>>>
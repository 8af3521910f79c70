use crate::create_register;
use crate::fields::*;
use crate::types::InvalidBitPattern;
use crate::Configuration;
use core::convert::TryFrom;
use num_traits::FromPrimitive;
use num_traits::ToPrimitive;
use paste::paste;

pub mod helpers {
    #[inline]
    pub fn get_mask(start_index: u8, width: u8) -> u16 {
        ((1u16 << width) - 1u16) << start_index
    }
}

/// Register (command code) definitions
pub struct Register;
impl Register {
    pub const CONFIGURATION: u8 = 0x00;
    pub const HIGH_THRESHOLD: u8 = 0x01;
    pub const LOW_THRESHOLD: u8 = 0x02;
    pub const POWER_SAVING_MODE: u8 = 0x03;
    pub const AMBIENT_LIGHT_DATA: u8 = 0x04;
    pub const WHITE_CHANNEL_DATA: u8 = 0x05;
    pub const INTERRUPT_STATUS: u8 = 0x06;
}

/// Combines the two bytes of a register, which the device sends LSB first.
#[inline]
pub fn decode_u16(low: u8, high: u8) -> u16 {
    (u16::from(high) << 8) | u16::from(low)
}

/// Splits a register word into `(low, high)`, the order the device expects them.
#[inline]
pub fn encode_u16(value: u16) -> (u8, u8) {
    let [low, high] = value.to_le_bytes();
    (low, high)
}

pub fn encode_configuration(config: &Configuration) -> u16 {
    ConfigurationRegister::from(*config).value()
}

/// Fails only if the integration time field holds one of its ten unassigned patterns.
pub fn decode_configuration(word: u16) -> Result<Configuration, InvalidBitPattern> {
    ConfigurationRegister::try_from(word).map(Configuration::from)
}

// General Field structure used by registers
#[derive(Debug, Clone, Copy, PartialEq)]
pub struct Field<T> {
    pub start_index: u8,
    pub width: u8,
    pub value: T,
}

impl<T> Field<T>
where
    T: ToPrimitive,
{
    pub fn bits(&self) -> u16 {
        // The algorithm: ((1 << length) - 1) << pos
        let mask: u16 = self::helpers::get_mask(self.start_index, self.width);

        self.value
            .to_u16()
            .map_or(0, |val| (val << self.start_index) & mask)
    }
}

impl<T> Field<T>
where
    T: FromPrimitive,
{
    /// Extracts the value at this field's position from a full register word.
    pub fn decode(&self, word: u16) -> Result<T, InvalidBitPattern> {
        let mask = self::helpers::get_mask(self.start_index, self.width);
        let bits = (word & mask) >> self.start_index;

        T::from_u16(bits).ok_or(InvalidBitPattern {
            start_index: self.start_index,
            width: self.width,
            bits,
        })
    }
}

/// Defines a standard structure for a 16-bit register.
///
/// This macro takes `StructName, {structfield1: type1, structfield2: type2, ...}` as arguments
/// and generates a structure:
///
/// ```compile_fail
/// struct StructName {
///     structfield1: Field<type1>,
///     structfield2: Field<type2>,
///     ...
/// }
/// ```
///
/// The structure gets `with_structfieldX()` factory methods, a `value()` function that
/// returns the encoded u16 word and a `TryFrom<u16>` implementation. Bit positions come
/// from the register's `Default` implementation.
///
#[macro_export]
macro_rules! create_register {
    ($reg_name:ident, {$($element: ident: $ty: ty),*}) => {
        #[derive(Debug, Clone, Copy, PartialEq)]
        pub struct $reg_name { $(pub $element: Field<$ty>),* }

        paste! {
            impl $reg_name {
                pub fn value(&self) -> u16 {
                    let mut temp: u16 = 0x0000;
                    $(
                        temp |= self.$element.bits();
                    )*
                    temp
                }

            // Creates with_<variable> methods
            $(
                pub fn [<with_ $element>] (self, [<new_ $element>]: $ty) -> Self {
                    let mut tmp = self;
                    tmp.$element.value = [<new_ $element>];
                    tmp
                }
            )*
            }
        }

        impl TryFrom<u16> for $reg_name {
            type Error = InvalidBitPattern;

            fn try_from(val: u16) -> Result<Self, Self::Error> {
                let mut new_reg = $reg_name::default();
                $(
                    new_reg.$element.value = new_reg.$element.decode(val)?;
                )*
                Ok(new_reg)
            }
        }
    }
}

create_register!(ConfigurationRegister, {
    shutdown: Shutdown,
    interrupt_enable: InterruptEnable,
    channel_enable: Channel,
    interrupt_channel: Channel,
    persistence: Persistence,
    integration_time: IntegrationTime,
    gain: Gain,
    double_gain: DoubleGain,
    sensitivity: Sensitivity
});

impl Default for ConfigurationRegister {
    fn default() -> Self {
        ConfigurationRegister {
            shutdown: Field {
                start_index: 0,
                width: 1,
                value: Shutdown::PowerOn,
            },
            interrupt_enable: Field {
                start_index: 1,
                width: 1,
                value: InterruptEnable::Disabled,
            },
            channel_enable: Field {
                start_index: 2,
                width: 1,
                value: Channel::AmbientLight,
            },
            interrupt_channel: Field {
                start_index: 3,
                width: 1,
                value: Channel::AmbientLight,
            },
            persistence: Field {
                start_index: 4,
                width: 2,
                value: Persistence::One,
            },
            integration_time: Field {
                start_index: 6,
                width: 4,
                value: IntegrationTime::Ms100,
            },
            gain: Field {
                start_index: 10,
                width: 1,
                value: Gain::Normal,
            },
            double_gain: Field {
                start_index: 11,
                width: 1,
                value: DoubleGain::Normal,
            },
            sensitivity: Field {
                start_index: 12,
                width: 1,
                value: Sensitivity::Low,
            },
        }
    }
}

impl From<Configuration> for ConfigurationRegister {
    fn from(config: Configuration) -> Self {
        ConfigurationRegister::default()
            .with_shutdown(config.shutdown)
            .with_interrupt_enable(config.interrupt_enable)
            .with_channel_enable(config.channel_enable)
            .with_interrupt_channel(config.interrupt_channel)
            .with_persistence(config.persistence)
            .with_integration_time(config.integration_time)
            .with_gain(config.gain)
            .with_double_gain(config.double_gain)
            .with_sensitivity(config.sensitivity)
    }
}

impl From<ConfigurationRegister> for Configuration {
    fn from(reg: ConfigurationRegister) -> Self {
        Configuration {
            shutdown: reg.shutdown.value,
            interrupt_enable: reg.interrupt_enable.value,
            channel_enable: reg.channel_enable.value,
            interrupt_channel: reg.interrupt_channel.value,
            persistence: reg.persistence.value,
            integration_time: reg.integration_time.value,
            gain: reg.gain.value,
            double_gain: reg.double_gain.value,
            sensitivity: reg.sensitivity.value,
        }
    }
}

create_register!(PowerSavingRegister, {mode: PowerSaving, wait: PowerSavingWait});

impl Default for PowerSavingRegister {
    fn default() -> Self {
        PowerSavingRegister {
            mode: Field {
                start_index: 0,
                width: 1,
                value: PowerSaving::Disabled,
            },
            wait: Field {
                start_index: 1,
                width: 2,
                value: PowerSavingWait::Ms400,
            },
        }
    }
}

create_register!(InterruptStatusRegister, {high_threshold: ThresholdFlag, low_threshold: ThresholdFlag});

impl Default for InterruptStatusRegister {
    fn default() -> Self {
        InterruptStatusRegister {
            high_threshold: Field {
                start_index: 14,
                width: 1,
                value: ThresholdFlag::Clear,
            },
            low_threshold: Field {
                start_index: 15,
                width: 1,
                value: ThresholdFlag::Clear,
            },
        }
    }
}

#[cfg(test)]
mod tests {
    use super::*;

    const SHUTDOWN: [Shutdown; 2] = [Shutdown::PowerOn, Shutdown::PowerOff];
    const INTERRUPT_ENABLE: [InterruptEnable; 2] =
        [InterruptEnable::Disabled, InterruptEnable::Enabled];
    const CHANNELS: [Channel; 2] = [Channel::AmbientLight, Channel::White];
    const PERSISTENCE: [Persistence; 4] = [
        Persistence::One,
        Persistence::Two,
        Persistence::Four,
        Persistence::Eight,
    ];
    const INTEGRATION_TIMES: [IntegrationTime; 6] = [
        IntegrationTime::Ms25,
        IntegrationTime::Ms50,
        IntegrationTime::Ms100,
        IntegrationTime::Ms200,
        IntegrationTime::Ms400,
        IntegrationTime::Ms800,
    ];
    const GAINS: [Gain; 2] = [Gain::Normal, Gain::Double];
    const DOUBLE_GAINS: [DoubleGain; 2] = [DoubleGain::Normal, DoubleGain::Double];
    const SENSITIVITIES: [Sensitivity; 2] = [Sensitivity::Low, Sensitivity::High];

    #[test]
    fn u16_is_little_endian() {
        assert_eq!(decode_u16(0x34, 0x12), 0x1234);
        assert_eq!(encode_u16(0x1234), (0x34, 0x12));

        for value in [0x0000u16, 0x00FF, 0xFF00, 0xBEEF, 0xFFFF] {
            let (low, high) = encode_u16(value);
            assert_eq!(decode_u16(low, high), value);
        }
    }

    #[test]
    fn zero_word_is_default_configuration() {
        let config = decode_configuration(0x0000).unwrap();

        assert_eq!(config, Configuration::default());
        assert_eq!(config.shutdown, Shutdown::PowerOn);
        assert_eq!(config.interrupt_enable, InterruptEnable::Disabled);
        assert_eq!(config.channel_enable, Channel::AmbientLight);
        assert_eq!(config.interrupt_channel, Channel::AmbientLight);
        assert_eq!(config.persistence, Persistence::One);
        assert_eq!(config.integration_time, IntegrationTime::Ms100);
        assert_eq!(config.gain, Gain::Normal);
        assert_eq!(config.double_gain, DoubleGain::Normal);
        assert_eq!(config.sensitivity, Sensitivity::Low);
        assert_eq!(encode_configuration(&config), 0x0000);
    }

    #[test]
    fn every_field_lands_on_its_bits() {
        let config = Configuration::default()
            .with_shutdown(Shutdown::PowerOff)
            .with_interrupt_enable(InterruptEnable::Enabled)
            .with_channel_enable(Channel::White)
            .with_interrupt_channel(Channel::White)
            .with_persistence(Persistence::Eight)
            .with_integration_time(IntegrationTime::Ms25)
            .with_gain(Gain::Double)
            .with_double_gain(DoubleGain::Double)
            .with_sensitivity(Sensitivity::High);

        assert_eq!(encode_configuration(&config), 0b1_1111_0011_1111);

        let config = Configuration::default().with_integration_time(IntegrationTime::Ms800);
        assert_eq!(encode_configuration(&config), 0b0000_1100_0000);
    }

    #[test]
    fn all_configurations_survive_encoding() {
        for &shutdown in SHUTDOWN.iter() {
            for &interrupt_enable in INTERRUPT_ENABLE.iter() {
                for &channel_enable in CHANNELS.iter() {
                    for &interrupt_channel in CHANNELS.iter() {
                        for &persistence in PERSISTENCE.iter() {
                            for &integration_time in INTEGRATION_TIMES.iter() {
                                for &gain in GAINS.iter() {
                                    for &double_gain in DOUBLE_GAINS.iter() {
                                        for &sensitivity in SENSITIVITIES.iter() {
                                            let config = Configuration {
                                                shutdown,
                                                interrupt_enable,
                                                channel_enable,
                                                interrupt_channel,
                                                persistence,
                                                integration_time,
                                                gain,
                                                double_gain,
                                                sensitivity,
                                            };
                                            let word = encode_configuration(&config);
                                            assert_eq!(word & 0xE000, 0);
                                            assert_eq!(decode_configuration(word), Ok(config));
                                        }
                                    }
                                }
                            }
                        }
                    }
                }
            }
        }
    }

    #[test]
    fn unassigned_integration_time_is_rejected() {
        // 0b0100 at bits 6..10
        assert_eq!(
            decode_configuration(0x0100),
            Err(InvalidBitPattern {
                start_index: 6,
                width: 4,
                bits: 0b0100,
            })
        );
        assert!(decode_configuration(0b1111 << 6).is_err());
    }

    #[test]
    fn reserved_bits_are_ignored() {
        let config = decode_configuration(0xE000 | 0x1000).unwrap();
        assert_eq!(config.sensitivity, Sensitivity::High);
        assert_eq!(encode_configuration(&config), 0x1000);
    }

    #[test]
    fn power_saving_register() {
        let reg = PowerSavingRegister::default()
            .with_mode(PowerSaving::Enabled)
            .with_wait(PowerSavingWait::Ms1600);
        assert_eq!(reg.value(), 0b101);

        let reg = PowerSavingRegister::try_from(0b0111).unwrap();
        assert_eq!(reg.mode.value, PowerSaving::Enabled);
        assert_eq!(reg.wait.value, PowerSavingWait::Ms3200);
    }

    #[test]
    fn interrupt_status_register() {
        let status = InterruptStatusRegister::try_from(0x4000).unwrap();
        assert_eq!(status.high_threshold.value, ThresholdFlag::Crossed);
        assert_eq!(status.low_threshold.value, ThresholdFlag::Clear);

        let status = InterruptStatusRegister::try_from(0x8000).unwrap();
        assert_eq!(status.high_threshold.value, ThresholdFlag::Clear);
        assert_eq!(status.low_threshold.value, ThresholdFlag::Crossed);
    }

    #[test]
    fn test_fields() {
        let field = Field {
            start_index: 6,
            width: 4,
            value: IntegrationTime::Ms25,
        };
        assert_eq!(field.bits(), 0b0011_0000_0000);
        assert_eq!(field.decode(0b0011_0000_0000), Ok(IntegrationTime::Ms25));
    }
}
<<<
What this task involves:
Your answer should hold every line of the entries that contains the string "InterruptStatusRegister".

Answer below:
create_register!(InterruptStatusRegister, {high_threshold: ThresholdFlag, low_threshold: ThresholdFlag});
impl Default for InterruptStatusRegister {
        InterruptStatusRegister {
        let status = InterruptStatusRegister::try_from(0x4000).unwrap();
        let status = InterruptStatusRegister::try_from(0x8000).unwrap();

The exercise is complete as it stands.